Egypt's new Coptic pope speaks out on range of issues
Newly-elected Coptic Pope Tawadros II gives his opinion on host of issues, including role of the church, visits to Jerusalem, parliamentary quotas for Copts and Egypt's draft constitution, among others
Sherry El-Gergawi, Thursday 8 Nov 2012
Egypt's new Coptic Orthodox pope, Tawadros II, elected earlier this week, has been interviewed by several private television channels, in which he spoke frankly about a number of critical issues facing Egypt's Coptic-Christian community.
For one, Tawadros has stressed that the church has "no political role," as this should be reserved for Egypt's political parties. The church, he said, should only play a "spiritual and social role," noting that overlaps between the two could potentially lead to disturbances within society.
Tawadros has also stressed his agreement with late pope Shenouda III's decision to ban Egypt's Copts from visiting Jerusalem until the issue of Palestine has been justly resolved.
"There's a peace treaty between the governments [of Egypt and Israel], but the Egyptian public rejects the notion of normalisation with Israel," he said. "We won't encourage Copts to visit Jerusalem, as we can't accept the idea of Copts selling out the Arab cause."
Pope Tawadros II has also voiced his rejection of a parliamentary quota for Coptic MPs.
"Rather, we must gradually prepare Egyptian society, with the support of political parties, to accept Coptic parliamentarians – only 30 in the beginning, perhaps, before gradually increasing the percentage of Coptic representatives," he said.
Regarding Egypt's controversial draft constitution, he said: "The constitution should be written for all Egyptians, despite their religious affiliations. The church will oppose any constitutional article that only takes into account the interests of the Muslim majority."
When asked about the church's controversial 1938 bylaws – which lay down rules governing Coptic divorce and remarriage – Pope Tawadros II asserted: "Everything is open for discussion, especially since these bylaws were written by secularists and not clergymen. We must find solutions to satisfy critics, but not at the expense of biblical teachings."
On the issue of church-building, the Coptic patriarch said: "I don't understand why building churches is so difficult.

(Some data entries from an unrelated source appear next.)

use crate::infra::AppState;
use axum::http::{header, StatusCode};
use axum::response::IntoResponse;
use axum::Extension;
use axum::Json;
use prospect_intake::auth::Authenticator;
use prospect_intake::prospects::{
    prospect_router, AttorneyDirectory, Notifier, ProspectRepository, ProspectService,
};
use serde_json::json;
use std::sync::Arc;

pub(crate) fn with_prospect_routes<R, D, N>(
    service: Arc<ProspectService<R, D, N>>,
    authenticator: Arc<dyn Authenticator>,
) -> axum::Router
where
    R: ProspectRepository + 'static,
    D: AttorneyDirectory + 'static,
    N: Notifier + 'static,
{
    prospect_router(service, authenticator)
        .route("/health", axum::routing::get(healthcheck))
        .route("/ready", axum::routing::get(readiness_endpoint))
        .route("/metrics", axum::routing::get(metrics_endpoint))
}

pub(crate) async fn healthcheck() -> Json<serde_json::Value> {
    Json(json!({ "status": "ok" }))
}

pub(crate) async fn readiness_endpoint(Extension(state): Extension<AppState>) -> impl IntoResponse {
    let ready = state.readiness.load(std::sync::atomic::Ordering::Relaxed);
    let status = if ready {
        StatusCode::OK
    } else {
        StatusCode::SERVICE_UNAVAILABLE
    };

    let payload = if ready {
        json!({ "status": "ready" })
    } else {
        json!({ "status": "initializing" })
    };

    (status, Json(payload))
}

pub(crate) async fn metrics_endpoint(Extension(state): Extension<AppState>) -> impl IntoResponse {
    (
        StatusCode::OK,
        [(header::CONTENT_TYPE, "text/plain; version=0.0.4")],
        state.metrics.render(),
    )
}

I'm sure that passing a unified law for building churches will hinder extremists from trespassing on church lands as happened last Monday, when a group of Salafist Muslims occupied church land in Cairo's Shubra Al-Kheima district."
Regarding the relationship between the church and the administration of President Mohamed Morsi, Tawadros II said: "The president was democratically elected by the Egyptian people, and is therefore the president of all Egyptians and a symbol of post-revolution Egypt. The church will deal with him with love as it always has."
Tawadros II sees "no need to fear" Egypt's new Islamist leadership, as long as it "rules with justice." He added that Egypt's revolution was "not over," saying: "It's only been two years; revolutions require longer periods to achieve their objectives."
Tawadros also noted that Copts had emigrated from Egypt because "they are afraid," stressing that Egyptian society should provide them with reasons to stay. But he added that Coptic emigration represented an "individual decision."
He also delivered a message to the nation's Coptic-Christians, saying: "Egypt is our beloved homeland in which Jesus lived, so it is very precious."
As for the forced displacement of Egyptian Copts, he said: "The state should protect all of its citizens, Christian and Muslim alike."
As for the church's controversial 1957 bylaws, which regulate papal elections, the pope promised to amend them within one year of assuming the papacy.
For years, critics have called for the papal electorate to be widened to include Coptic laypeople of different professions, such as doctors, lawyers and engineers. Critics would also like to see all Coptic priests given a vote in the papal poll, which is not currently the case.
Pope Tawadros II has welcomed Morsi's anticipated attendance of his ordination ceremony, set to take place at St Mark's Coptic Cathedral in Abassiya, Cairo, on 18 November.
"This will be the first papal ordination ceremony in Coptic history to be attended by Egypt's president," the new pope said. "We really appreciate this, and hope that the president leads the country for the good of all its citizens."